RECORDS FOR THIS EXERCISE section start

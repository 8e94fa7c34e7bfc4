#![forbid(unsafe_code)]

// Ids are plain indices into fixed-capacity arenas. They stay valid for the
// whole life of the engine: a paused or revived device keeps the ids it was
// handed at registration, so callers may cache them indefinitely.

use serde::{Deserialize, Serialize};
use std::fmt;

/// Index of a sensor layer (one data source with its own buffer ring).
#[repr(transparent)]
#[derive(Clone, Copy, Debug, PartialEq, Eq, PartialOrd, Ord, Hash, Default, Serialize, Deserialize)]
pub struct LayerId(pub u16);

/// Index of a registered device (backend). A device owns one or more layers.
#[repr(transparent)]
#[derive(Clone, Copy, Debug, PartialEq, Eq, PartialOrd, Ord, Hash, Default, Serialize, Deserialize)]
pub struct DeviceId(pub u16);

/// Index of a service slot.
#[repr(transparent)]
#[derive(Clone, Copy, Debug, PartialEq, Eq, PartialOrd, Ord, Hash, Default, Serialize, Deserialize)]
pub struct ServiceId(pub u16);

/// Index of a sensor inside its layer.
pub type SensorId = u16;

/// Raw reading of one sensor.
pub type SensorResponse = u16;

/// Largest reading a sensor can report.
pub const SENSOR_RESPONSE_MAX: SensorResponse = u16::MAX;

/// Largest number of buffers a layer may rotate through.
pub const MAX_BUFFERS: usize = 8;

/// Id spaces are `u16`; the last value is reserved as "invalid".
pub const ID_SPACE: u64 = u16::MAX as u64;

macro_rules! impl_index {
    ($ty:ident, $prefix:literal) => {
        impl $ty {
            #[inline]
            pub fn index(self) -> usize {
                self.0 as usize
            }
        }

        impl fmt::Display for $ty {
            fn fmt(&self, f: &mut fmt::Formatter<'_>) -> fmt::Result {
                write!(f, concat!($prefix, "{}"), self.0)
            }
        }
    };
}

impl_index!(LayerId, "layer#");
impl_index!(DeviceId, "device#");
impl_index!(ServiceId, "service#");
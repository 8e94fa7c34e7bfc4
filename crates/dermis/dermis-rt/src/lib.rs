pub mod period;
pub mod sync;
pub mod task;
pub mod time;

pub use period::PeriodicTimer;
pub use sync::{ReadHold, Semaphore, TimedRwLock, WaitError, WriteHold};
pub use task::{TaskFlags, TaskHandle, in_task_context, stop_all};
pub use time::{TimeStats, as_ns, now_ns};
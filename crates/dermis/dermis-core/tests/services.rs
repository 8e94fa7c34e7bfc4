//! Services fed by internal readers, and connectors reading their output.
//!
//! ```bash
//! cargo test -p dermis-core --test services -- --nocapture
//! ```

use dermis_config::DermisConfig;
use dermis_core::{
    AcquisitionMode, Connector, Consume, DeviceDriver, DeviceRegistration, Error, Fill, FrameView,
    Kernel, LayerDetails, LayerId, LayerSelect, Outcome, SensorId, ServiceOutput, ServiceView, SlotWriter,
};
use dermis_icc::{ProcessRegistry, ResourceRegistry};
use std::io::Write;
use std::sync::Arc;
use std::sync::atomic::{AtomicBool, AtomicU64, Ordering};
use std::thread;
use std::time::{Duration, Instant};

/// Writes to stderr with immediate flush to bypass test output capture.
macro_rules! log {
    ($($arg:tt)*) => {{
        let _ = writeln!(std::io::stderr(), $($arg)*);
        let _ = std::io::stderr().flush();
    }};
}

/// Two layers of constant readings: layer `k` reports `k + 1` everywhere.
struct Flat;

impl DeviceDriver for Flat {
    fn details(&self, layer: usize) -> LayerDetails {
        LayerDetails {
            name: format!("flat-{layer}"),
            sensor_count: 3,
            module_count: 1,
            patch_count: 1,
            acquisition_rate: 200,
            buffer_count: 3,
        }
    }

    fn filler(&self, layer: usize) -> Box<dyn Fill> {
        let value = layer as u16 + 1;
        Box::new(move |slot: &SlotWriter<'_>, map: &[SensorId]| {
            for pos in 0..map.len() {
                slot.set(pos, value);
            }
            Ok(())
        })
    }
}

const MAX_DELAY: Duration = Duration::from_millis(10);

fn operational() -> Arc<Kernel> {
    let cfg = DermisConfig {
        max_thread_delay_ms: 10,
        stop_grace_ms: 300,
        ..DermisConfig::default()
    };
    let registry: Arc<dyn ResourceRegistry> = ProcessRegistry::new();
    let k = Kernel::new(&cfg, registry);
    k.open_registration().unwrap();
    k.register_device(DeviceRegistration {
        name: "flat".into(),
        layer_count: 2,
        sensor_count: 6,
        module_count: 2,
        patch_count: 2,
        driver: Arc::new(Flat),
    })
    .unwrap();
    k.command("devs");
    k.build_structures().unwrap();
    k.spawn_writers().unwrap();
    assert_eq!(k.resume_all_devices(), Ok(Outcome::Complete));
    k.command("clbr");
    k.command("rgn");
    k.go_operational().unwrap();
    k
}

/// Consumer that sums the first reading of every frame into `total`.
fn summing(total: &Arc<AtomicU64>) -> impl FnMut(LayerId) -> Box<dyn Consume> + '_ {
    move |_| {
        let total = Arc::clone(total);
        Box::new(move |f: &FrameView<'_>| {
            if f.timestamp_ns() > 0 {
                total.fetch_add(u64::from(f.get(0)), Ordering::Relaxed);
            }
        })
    }
}

fn first_u64(view: &ServiceView<'_>) -> u64 {
    match view.results().get(..8) {
        Some(bytes) => u64::from_le_bytes(bytes.try_into().unwrap()),
        None => 0,
    }
}

fn wait_for(what: &str, mut cond: impl FnMut() -> bool) {
    let deadline = Instant::now() + Duration::from_secs(2);
    while !cond() {
        assert!(Instant::now() < deadline, "timed out waiting for {what}");
        thread::sleep(Duration::from_millis(5));
    }
}

#[test]
fn services_need_the_operational_phase_and_valid_input() {
    let cfg = DermisConfig::default();
    let k = Kernel::new(&cfg, ProcessRegistry::new());
    assert_eq!(
        k.initialize_periodic_service("svc", 8, 4, "svc-lock", Duration::from_millis(10)),
        Err(Error::TooEarly)
    );

    let k = operational();
    assert_eq!(
        k.initialize_periodic_service("svc", 0, 4, "svc-lock", Duration::from_millis(10)),
        Err(Error::BadData)
    );
    assert_eq!(
        k.initialize_periodic_service("svc", 8, 4, "svc", Duration::from_millis(10)),
        Err(Error::BadName)
    );
    let id = k
        .initialize_periodic_service("svc", 8, 4, "svc-lock", Duration::from_millis(10))
        .unwrap();
    assert_eq!(
        k.initialize_sporadic_service("svc", 8, 4, "q", "s"),
        Err(Error::BadName)
    );
    assert_eq!(k.service_name(id).unwrap(), "svc");
    k.stop_service(id).unwrap();
    assert_eq!(k.stop_service(id), Err(Error::BadId));
    k.shutdown();
}

#[test]
fn periodic_service_publishes_through_its_lock() {
    let k = operational();
    let id = k
        .initialize_periodic_service("sum", 8, 1, "sum-lock", Duration::from_millis(10))
        .unwrap();
    let total = Arc::new(AtomicU64::new(0));
    assert_eq!(
        k.service_acquire_layer(id, LayerSelect::All, AcquisitionMode::Asap, summing(&total)),
        Ok(Outcome::Complete)
    );

    let feed = Arc::clone(&total);
    let func = move |out: &mut ServiceOutput<'_>| {
        let v = feed.load(Ordering::Relaxed);
        out.payload()[..8].copy_from_slice(&v.to_le_bytes());
        out.set_result_count(1);
    };
    assert_eq!(k.start_service(id, Box::new(func)), Ok(Outcome::Complete));

    let conn = Connector::periodic(k.registry(), "sum", "sum-lock", MAX_DELAY).unwrap();
    assert!(conn.is_alive());
    assert!(!conn.is_sporadic());
    assert_eq!(conn.request(None), Err(Error::Fail));

    wait_for("service output", || first_u64(&conn.lock(None).unwrap()) > 0);
    let view = conn.lock(None).unwrap();
    assert_eq!(view.result_count(), 1);
    assert!(view.timestamp_ns() > 0);
    conn.unlock(view);

    k.stop_service(id).unwrap();
    assert!(!conn.is_alive());
    assert_eq!(conn.lock(None).err(), Some(Error::Fail));
    conn.disconnect();
    assert!(k.registry().name_available("sum"));
    assert!(k.registry().name_available("sum-lock"));
    k.shutdown();
}

#[test]
fn sporadic_service_answers_connector_requests() {
    let k = operational();
    let id = k.initialize_sporadic_service("on-demand", 4, 2, "od-req", "od-resp").unwrap();
    let runs = Arc::new(AtomicU64::new(0));
    let counter = Arc::clone(&runs);
    let func = move |out: &mut ServiceOutput<'_>| {
        let n = counter.fetch_add(1, Ordering::Relaxed) as u32 + 1;
        out.payload()[..4].copy_from_slice(&n.to_le_bytes());
        out.set_result_count(1);
    };
    assert_eq!(k.start_service(id, Box::new(func)), Ok(Outcome::Complete));

    let conn = Connector::sporadic(k.registry(), "on-demand", "od-req", "od-resp", MAX_DELAY).unwrap();
    assert!(conn.is_sporadic());
    for _ in 0..3 {
        conn.request(None).unwrap();
    }
    assert!(runs.load(Ordering::Relaxed) >= 1);
    let view = conn.lock(None).unwrap();
    let n = u32::from_le_bytes(view.data()[..4].try_into().unwrap());
    log!("service ran {n} times for 3 requests");
    assert!(n >= 1);
    drop(view);

    let cancel = AtomicBool::new(true);
    k.pause_service(id).unwrap();
    // A paused service still answers, without running.
    let before = runs.load(Ordering::Relaxed);
    conn.request(Some(&cancel)).ok();
    k.resume_service(id).unwrap();
    assert!(runs.load(Ordering::Relaxed) <= before + 1);

    k.stop_service(id).unwrap();
    assert_eq!(conn.request(None), Err(Error::Fail));
    k.shutdown();
}

#[test]
fn sporadic_readers_of_a_service_serve_read_requests() {
    let k = operational();
    let id = k
        .initialize_periodic_service("agg", 8, 1, "agg-lock", Duration::from_millis(20))
        .unwrap();
    let total = Arc::new(AtomicU64::new(0));
    assert_eq!(
        k.service_acquire_layer(id, LayerSelect::One(LayerId(1)), AcquisitionMode::Sporadic, summing(&total)),
        Ok(Outcome::Complete)
    );
    assert_eq!(
        k.service_acquire_layer(id, LayerSelect::One(LayerId(7)), AcquisitionMode::Sporadic, summing(&total)),
        Err(Error::BadId)
    );
    // Not started yet: no readers to ask.
    assert_eq!(k.service_request_read(id, LayerSelect::All, None), Err(Error::Fail));

    k.start_service(id, Box::new(|_: &mut ServiceOutput<'_>| {})).unwrap();
    let mut delivered = 0;
    for _ in 0..5 {
        assert_eq!(k.service_request_read(id, LayerSelect::All, None), Ok(Outcome::Complete));
        delivered = total.load(Ordering::Relaxed);
    }
    // Layer 1 reports 2; the very first read may still see an empty slot.
    assert!(delivered >= 8, "delivered {delivered}");

    k.service_request_read_nonblocking(id, LayerSelect::One(LayerId(1))).unwrap();
    assert_eq!(
        k.service_await_read_response(id, LayerSelect::One(LayerId(1)), None),
        Ok(Outcome::Complete)
    );
    assert_eq!(
        k.service_request_read(id, LayerSelect::One(LayerId(0)), None),
        Err(Error::Fail)
    );
    k.shutdown();
    assert!(k.registry().name_available("agg"));
}

#[test]
fn connecting_to_a_missing_or_mismatched_service_fails() {
    let k = operational();
    assert!(Connector::periodic(k.registry(), "nobody", "nobody-lock", MAX_DELAY).is_err());

    k.initialize_sporadic_service("spor", 4, 1, "sp-q", "sp-s").unwrap();
    assert_eq!(
        Connector::periodic(k.registry(), "spor", "sp-q", MAX_DELAY).err(),
        Some(Error::Fail)
    );
    // Initialized but never started.
    let conn = Connector::sporadic(k.registry(), "spor", "sp-q", "sp-s", MAX_DELAY).unwrap();
    assert!(!conn.is_alive());
    assert_eq!(conn.request_nonblocking(), Err(Error::Fail));
    drop(conn);
    k.shutdown();
}

#[test]
fn services_table_is_bounded() {
    let cfg = DermisConfig {
        max_services: 1,
        ..DermisConfig::default()
    };
    let k = Kernel::new(&cfg, ProcessRegistry::new());
    k.open_registration().unwrap();
    k.register_device(DeviceRegistration {
        name: "flat".into(),
        layer_count: 1,
        sensor_count: 3,
        module_count: 1,
        patch_count: 1,
        driver: Arc::new(Flat),
    })
    .unwrap();
    k.command("devs");
    k.build_structures().unwrap();
    k.spawn_writers().unwrap();
    k.command("clbr rgn");
    k.go_operational().unwrap();

    let first = k.initialize_sporadic_service("one", 1, 1, "1q", "1s").unwrap();
    assert_eq!(k.initialize_sporadic_service("two", 1, 1, "2q", "2s"), Err(Error::TooLate));
    k.stop_service(first).unwrap();
    assert!(k.initialize_sporadic_service("two", 1, 1, "2q", "2s").is_ok());
    k.shutdown();
}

RECORDS FOR THIS EXERCISE section end

# EXERCISE
Repeat verbatim the opening run of entries, ending with the line that contains "sensor can report.".

# THE ANSWER
repository 8e94fa7c34e7bfc4
#![forbid(unsafe_code)]

// Ids are plain indices into fixed-capacity arenas. They stay valid for the
// whole life of the engine: a paused or revived device keeps the ids it was
// handed at registration, so callers may cache them indefinitely.

use serde::{Deserialize, Serialize};
use std::fmt;

/// Index of a sensor layer (one data source with its own buffer ring).
#[repr(transparent)]
#[derive(Clone, Copy, Debug, PartialEq, Eq, PartialOrd, Ord, Hash, Default, Serialize, Deserialize)]
pub struct LayerId(pub u16);

/// Index of a registered device (backend). A device owns one or more layers.
#[repr(transparent)]
#[derive(Clone, Copy, Debug, PartialEq, Eq, PartialOrd, Ord, Hash, Default, Serialize, Deserialize)]
pub struct DeviceId(pub u16);

/// Index of a service slot.
#[repr(transparent)]
#[derive(Clone, Copy, Debug, PartialEq, Eq, PartialOrd, Ord, Hash, Default, Serialize, Deserialize)]
pub struct ServiceId(pub u16);

/// Index of a sensor inside its layer.
pub type SensorId = u16;

/// Raw reading of one sensor.
pub type SensorResponse = u16;

/// Largest reading a sensor can report.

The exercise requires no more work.